Para usar uma expressão tão grata ao atual governo, o próximo herdará uma grande herança maldita no setor de infraestrutura. Não adianta falar de pererecas inviabilizando viadutos, que o Brasil é maior do que a Petrobras, que está com pressa da entrega das sugestões de modificações no atual marco legal do petróleo. O fundamental é descer do palanque e fazer acontecer. E isso não está acontecendo. O governo perdeu a grande oportunidade dada pelo período de enorme crescimento mundial de atrair capitais privados e com isso modernizar todo o setor de infraestrutura. Simplesmente por motivos de ordem ideológica.

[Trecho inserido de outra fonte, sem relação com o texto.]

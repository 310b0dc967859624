//! In-memory tracker for tests.
//!
//! [`MemoryTracker`] keeps repositories in memory, paginates with real
//! cursors, records every call and can be told to fail a specific call.
//!
//! Compiled for this crate's own tests, and for other crates with the
//! `testing` feature.

mod memory;

pub use memory::{CallKind, MemoryTracker, TrackerCall};

use crate::tracker::{Comment, Issue, IssueState};
use chrono::{DateTime, Utc};

/// 2020-01-01T00:00:00Z.
const NEW_YEAR_2020: i64 = 1_577_836_800;

fn new_year_2020() -> DateTime<Utc> {
    DateTime::from_timestamp(NEW_YEAR_2020, 0).unwrap_or_default()
}

/// Creates an open issue authored by `octocat` on 2020-01-01.
///
/// The URL is filled in when the issue is inserted into a [`MemoryTracker`].
#[must_use]
pub fn issue(number: u64, title: &str) -> Issue {
    Issue {
        number,
        title: title.to_string(),
        body: Some(format!("Body of {title}")),
        author: "octocat".to_string(),
        created_at: new_year_2020(),
        state: IssueState::Open,
        labels: Vec::new(),
        assignees: Vec::new(),
        html_url: String::new(),
        is_pull_request: false,
    }
}

/// Creates a comment by `author` posted on 2020-01-01.
#[must_use]
pub fn comment(author: &str, body: &str) -> Comment {
    Comment {
        author: author.to_string(),
        created_at: new_year_2020(),
        body: Some(body.to_string()),
        html_url: String::new(),
    }
}
//! Issue tracker abstraction.
//!
//! The [`IssueTracker`] trait lists the handful of REST operations the
//! migrator needs. [`GitHubTracker`] implements it on top of octocrab; the
//! in-memory tracker in the `testing` module implements it for tests (enabled
//! by the `testing` feature).

mod error;
mod github;
mod models;
mod page;
mod state;

pub use error::TrackerError;
pub use github::GitHubTracker;
pub use models::{Comment, Issue, NewIssue};
pub use page::{Page, PageCursor};
pub use state::{IssueState, StateFilter};

use crate::repository::RepoRef;
use async_trait::async_trait;

/// Operations the migrator performs against a hosted issue tracker.
///
/// Every call is a single request. List calls return the first [`Page`];
/// the `next_*_page` methods follow the cursor it carries.
#[async_trait]
pub trait IssueTracker: Send + Sync {
    /// Lists issues in `repo` matching `state`.
    async fn list_issues(
        &self,
        repo: &RepoRef,
        state: StateFilter,
        per_page: u8,
    ) -> Result<Page<Issue>, TrackerError>;

    /// Fetches the issue page behind `cursor`.
    async fn next_issue_page(&self, cursor: PageCursor) -> Result<Page<Issue>, TrackerError>;

    /// Creates an issue in `repo`.
    async fn create_issue(&self, repo: &RepoRef, issue: &NewIssue) -> Result<Issue, TrackerError>;

    /// Lists comments on issue `number` in `repo`.
    async fn list_comments(
        &self,
        repo: &RepoRef,
        number: u64,
        per_page: u8,
    ) -> Result<Page<Comment>, TrackerError>;

    /// Fetches the comment page behind `cursor`.
    async fn next_comment_page(&self, cursor: PageCursor)
        -> Result<Page<Comment>, TrackerError>;

    /// Posts a comment on issue `number` in `repo`.
    async fn create_comment(
        &self,
        repo: &RepoRef,
        number: u64,
        body: &str,
    ) -> Result<Comment, TrackerError>;

    /// Edits the state of issue `number` in `repo`.
    async fn set_issue_state(
        &self,
        repo: &RepoRef,
        number: u64,
        state: IssueState,
    ) -> Result<Issue, TrackerError>;
}
//! In-memory [`IssueTracker`] implementation.

use crate::repository::RepoRef;
use crate::tracker::{
    Comment, Issue, IssueState, IssueTracker, NewIssue, Page, PageCursor, StateFilter,
    TrackerError,
};
use async_trait::async_trait;
use chrono::Utc;
use std::collections::HashMap;
use std::sync::{Mutex, MutexGuard, PoisonError};

/// Tracker operation, as recorded by [`MemoryTracker`].
#[derive(Debug, Clone, Copy, PartialEq, Eq)]
pub enum CallKind {
    ListIssues,
    NextIssuePage,
    CreateIssue,
    ListComments,
    NextCommentPage,
    CreateComment,
    SetIssueState,
}

/// A recorded tracker call.
#[derive(Debug, Clone, PartialEq, Eq)]
pub struct TrackerCall {
    /// Operation performed.
    pub kind: CallKind,
    /// Repository addressed, if the call names one.
    pub repo: Option<RepoRef>,
    /// Issue addressed, if the call names one.
    pub number: Option<u64>,
}

struct StoredIssue {
    issue: Issue,
    comments: Vec<Comment>,
}

#[derive(Default)]
struct State {
    repos: HashMap<RepoRef, Vec<StoredIssue>>,
    calls: Vec<TrackerCall>,
    failures: Vec<(CallKind, usize)>,
    comment_ids: u64,
}

impl State {
    fn record(
        &mut self,
        kind: CallKind,
        repo: Option<&RepoRef>,
        number: Option<u64>,
    ) -> Result<(), TrackerError> {
        self.calls.push(TrackerCall {
            kind,
            repo: repo.cloned(),
            number,
        });

        let occurrence = self.calls.iter().filter(|call| call.kind == kind).count();
        if self.failures.contains(&(kind, occurrence)) {
            return Err(TrackerError::Rejected {
                message: format!("injected failure on {kind:?} call {occurrence}"),
            });
        }
        Ok(())
    }

    fn issue_mut(&mut self, repo: &RepoRef, number: u64) -> Result<&mut StoredIssue, TrackerError> {
        self.repos
            .get_mut(repo)
            .and_then(|issues| issues.iter_mut().find(|stored| stored.issue.number == number))
            .ok_or_else(|| TrackerError::NotFound {
                repo: repo.full_name(),
                number,
            })
    }

    fn issue_page(
        &self,
        repo: &RepoRef,
        state: StateFilter,
        per_page: u8,
        offset: usize,
    ) -> Page<Issue> {
        let matching: Vec<Issue> = self
            .repos
            .get(repo)
            .map(|issues| {
                issues
                    .iter()
                    .filter(|stored| state.matches(stored.issue.state))
                    .map(|stored| stored.issue.clone())
                    .collect()
            })
            .unwrap_or_default();

        slice_page(matching, per_page, offset, |next| {
            format!("issues|{repo}|{state}|{per_page}|{next}")
        })
    }

    fn comment_page(
        &self,
        repo: &RepoRef,
        number: u64,
        per_page: u8,
        offset: usize,
    ) -> Result<Page<Comment>, TrackerError> {
        let comments = self
            .repos
            .get(repo)
            .and_then(|issues| issues.iter().find(|stored| stored.issue.number == number))
            .map(|stored| stored.comments.clone())
            .ok_or_else(|| TrackerError::NotFound {
                repo: repo.full_name(),
                number,
            })?;

        Ok(slice_page(comments, per_page, offset, |next| {
            format!("comments|{repo}|{number}|{per_page}|{next}")
        }))
    }
}

fn slice_page<T>(
    items: Vec<T>,
    per_page: u8,
    offset: usize,
    cursor: impl FnOnce(usize) -> String,
) -> Page<T> {
    let per_page = usize::from(per_page.max(1));
    let end = (offset + per_page).min(items.len());
    let next = (end < items.len()).then(|| PageCursor::new(cursor(end)));
    let items = items.into_iter().skip(offset).take(per_page).collect();
    Page { items, next }
}

fn invalid_cursor(cursor: &PageCursor) -> TrackerError {
    TrackerError::InvalidCursor {
        cursor: cursor.as_str().to_string(),
        message: "not issued by this tracker".to_string(),
    }
}

/// Splits a cursor into its `|`-separated fields after checking the prefix.
fn cursor_fields<'a>(cursor: &'a PageCursor, prefix: &str) -> Result<Vec<&'a str>, TrackerError> {
    let fields: Vec<&str> = cursor.as_str().split('|').collect();
    if fields.len() != 5 || fields[0] != prefix {
        return Err(invalid_cursor(cursor));
    }
    Ok(fields)
}

/// Issue tracker that lives entirely in memory.
#[derive(Default)]
pub struct MemoryTracker {
    state: Mutex<State>,
}

impl MemoryTracker {
    /// Creates an empty tracker.
    #[must_use]
    pub fn new() -> Self {
        Self::default()
    }

    fn lock(&self) -> MutexGuard<'_, State> {
        self.state.lock().unwrap_or_else(PoisonError::into_inner)
    }

    /// Stores `issue` in `repo`, filling in its URL, and returns the stored copy.
    pub fn insert_issue(&self, repo: &RepoRef, mut issue: Issue) -> Issue {
        issue.html_url = issue_url(repo, issue.number);
        self.lock()
            .repos
            .entry(repo.clone())
            .or_default()
            .push(StoredIssue {
                issue: issue.clone(),
                comments: Vec::new(),
            });
        issue
    }

    /// Appends `comment` to issue `number` in `repo`.
    ///
    /// # Errors
    ///
    /// Returns [`TrackerError::NotFound`] if the issue does not exist.
    pub fn insert_comment(
        &self,
        repo: &RepoRef,
        number: u64,
        mut comment: Comment,
    ) -> Result<(), TrackerError> {
        let mut state = self.lock();
        state.comment_ids += 1;
        comment.html_url = format!(
            "{}#issuecomment-{}",
            issue_url(repo, number),
            state.comment_ids
        );
        state.issue_mut(repo, number)?.comments.push(comment);
        Ok(())
    }

    /// Makes the `occurrence`-th call (1-based) of `kind` fail.
    pub fn fail_on(&self, kind: CallKind, occurrence: usize) {
        self.lock().failures.push((kind, occurrence));
    }

    /// Returns all issues in `repo`, in insertion order.
    #[must_use]
    pub fn issues(&self, repo: &RepoRef) -> Vec<Issue> {
        self.lock()
            .repos
            .get(repo)
            .map(|issues| issues.iter().map(|stored| stored.issue.clone()).collect())
            .unwrap_or_default()
    }

    /// Returns the comments on issue `number` in `repo`.
    #[must_use]
    pub fn comments(&self, repo: &RepoRef, number: u64) -> Vec<Comment> {
        self.lock()
            .repos
            .get(repo)
            .and_then(|issues| issues.iter().find(|stored| stored.issue.number == number))
            .map(|stored| stored.comments.clone())
            .unwrap_or_default()
    }

    /// Returns every recorded call, oldest first.
    #[must_use]
    pub fn calls(&self) -> Vec<TrackerCall> {
        self.lock().calls.clone()
    }

    /// Counts recorded calls of `kind`.
    #[must_use]
    pub fn count_calls(&self, kind: CallKind) -> usize {
        self.lock()
            .calls
            .iter()
            .filter(|call| call.kind == kind)
            .count()
    }

    /// Counts recorded calls of `kind` addressed to `repo`.
    #[must_use]
    pub fn count_calls_for(&self, kind: CallKind, repo: &RepoRef) -> usize {
        self.lock()
            .calls
            .iter()
            .filter(|call| call.kind == kind && call.repo.as_ref() == Some(repo))
            .count()
    }
}

fn issue_url(repo: &RepoRef, number: u64) -> String {
    format!("https://github.test/{repo}/issues/{number}")
}

#[async_trait]
impl IssueTracker for MemoryTracker {
    async fn list_issues(
        &self,
        repo: &RepoRef,
        state: StateFilter,
        per_page: u8,
    ) -> Result<Page<Issue>, TrackerError> {
        let mut guard = self.lock();
        guard.record(CallKind::ListIssues, Some(repo), None)?;
        Ok(guard.issue_page(repo, state, per_page, 0))
    }

    async fn next_issue_page(&self, cursor: PageCursor) -> Result<Page<Issue>, TrackerError> {
        let mut guard = self.lock();
        guard.record(CallKind::NextIssuePage, None, None)?;

        let fields = cursor_fields(&cursor, "issues")?;
        let repo: RepoRef = fields[1].parse().map_err(|_| invalid_cursor(&cursor))?;
        let state: StateFilter = fields[2].parse().map_err(|_| invalid_cursor(&cursor))?;
        let per_page: u8 = fields[3].parse().map_err(|_| invalid_cursor(&cursor))?;
        let offset: usize = fields[4].parse().map_err(|_| invalid_cursor(&cursor))?;

        Ok(guard.issue_page(&repo, state, per_page, offset))
    }

    async fn create_issue(&self, repo: &RepoRef, issue: &NewIssue) -> Result<Issue, TrackerError> {
        let mut guard = self.lock();
        guard.record(CallKind::CreateIssue, Some(repo), None)?;

        let number = guard
            .repos
            .get(repo)
            .and_then(|issues| issues.iter().map(|stored| stored.issue.number).max())
            .unwrap_or(0)
            + 1;

        let created = Issue {
            number,
            title: issue.title.clone(),
            body: Some(issue.body.clone()),
            author: "issue-mover".to_string(),
            created_at: Utc::now(),
            state: IssueState::Open,
            labels: issue.labels.clone(),
            assignees: issue.assignees.clone(),
            html_url: issue_url(repo, number),
            is_pull_request: false,
        };

        guard.repos.entry(repo.clone()).or_default().push(StoredIssue {
            issue: created.clone(),
            comments: Vec::new(),
        });
        Ok(created)
    }

    async fn list_comments(
        &self,
        repo: &RepoRef,
        number: u64,
        per_page: u8,
    ) -> Result<Page<Comment>, TrackerError> {
        let mut guard = self.lock();
        guard.record(CallKind::ListComments, Some(repo), Some(number))?;
        guard.comment_page(repo, number, per_page, 0)
    }

    async fn next_comment_page(
        &self,
        cursor: PageCursor,
    ) -> Result<Page<Comment>, TrackerError> {
        let mut guard = self.lock();
        guard.record(CallKind::NextCommentPage, None, None)?;

        let fields = cursor_fields(&cursor, "comments")?;
        let repo: RepoRef = fields[1].parse().map_err(|_| invalid_cursor(&cursor))?;
        let number: u64 = fields[2].parse().map_err(|_| invalid_cursor(&cursor))?;
        let per_page: u8 = fields[3].parse().map_err(|_| invalid_cursor(&cursor))?;
        let offset: usize = fields[4].parse().map_err(|_| invalid_cursor(&cursor))?;

        guard.comment_page(&repo, number, per_page, offset)
    }

    async fn create_comment(
        &self,
        repo: &RepoRef,
        number: u64,
        body: &str,
    ) -> Result<Comment, TrackerError> {
        let mut guard = self.lock();
        guard.record(CallKind::CreateComment, Some(repo), Some(number))?;

        guard.comment_ids += 1;
        let comment = Comment {
            author: "issue-mover".to_string(),
            created_at: Utc::now(),
            body: Some(body.to_string()),
            html_url: format!("{}#issuecomment-{}", issue_url(repo, number), guard.comment_ids),
        };

        guard.issue_mut(repo, number)?.comments.push(comment.clone());
        Ok(comment)
    }

    async fn set_issue_state(
        &self,
        repo: &RepoRef,
        number: u64,
        state: IssueState,
    ) -> Result<Issue, TrackerError> {
        let mut guard = self.lock();
        guard.record(CallKind::SetIssueState, Some(repo), Some(number))?;

        let stored = guard.issue_mut(repo, number)?;
        stored.issue.state = state;
        Ok(stored.issue.clone())
    }
}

O que o ministro Palocci fez de maneira pragmática e correta na área econômica mantendo e aperfeiçoando o legado do governo anterior, outros ministros tentaram inventar a roda, colocando a ideologia à frente da racionalidade econômica, e só não vieram os apagões pelo fato de a economia brasileira ter apresentado taxas de crescimento inferiores à maioria dos demais países. Ou seja, foi a contração da demanda e não a expansão da oferta que nos salvou dos apagões nos setores de infraestrutura.

O pré-sal é uma ótima notícia, pois pode transformar o país num exportador de petróleo e gás natural. Aliás, o Brasil hoje é um dos mais bem posicionados em energia. Temos geração elétrica baseada em imensos recursos hídricos, somos grandes produtores de etanol e possuímos características para ser o mais importante produtor de biocombustíveis - e agora com o pré-sal poderemos ter uma posição estratégica no mercado de petróleo e gás natural. O que falta são políticas públicas consistentes, que forneçam sinais econômicos corretos tanto para investidores quanto para consumidores.

ADRIANO PIRES é diretor do Centro Brasileiro de Infraestrutura.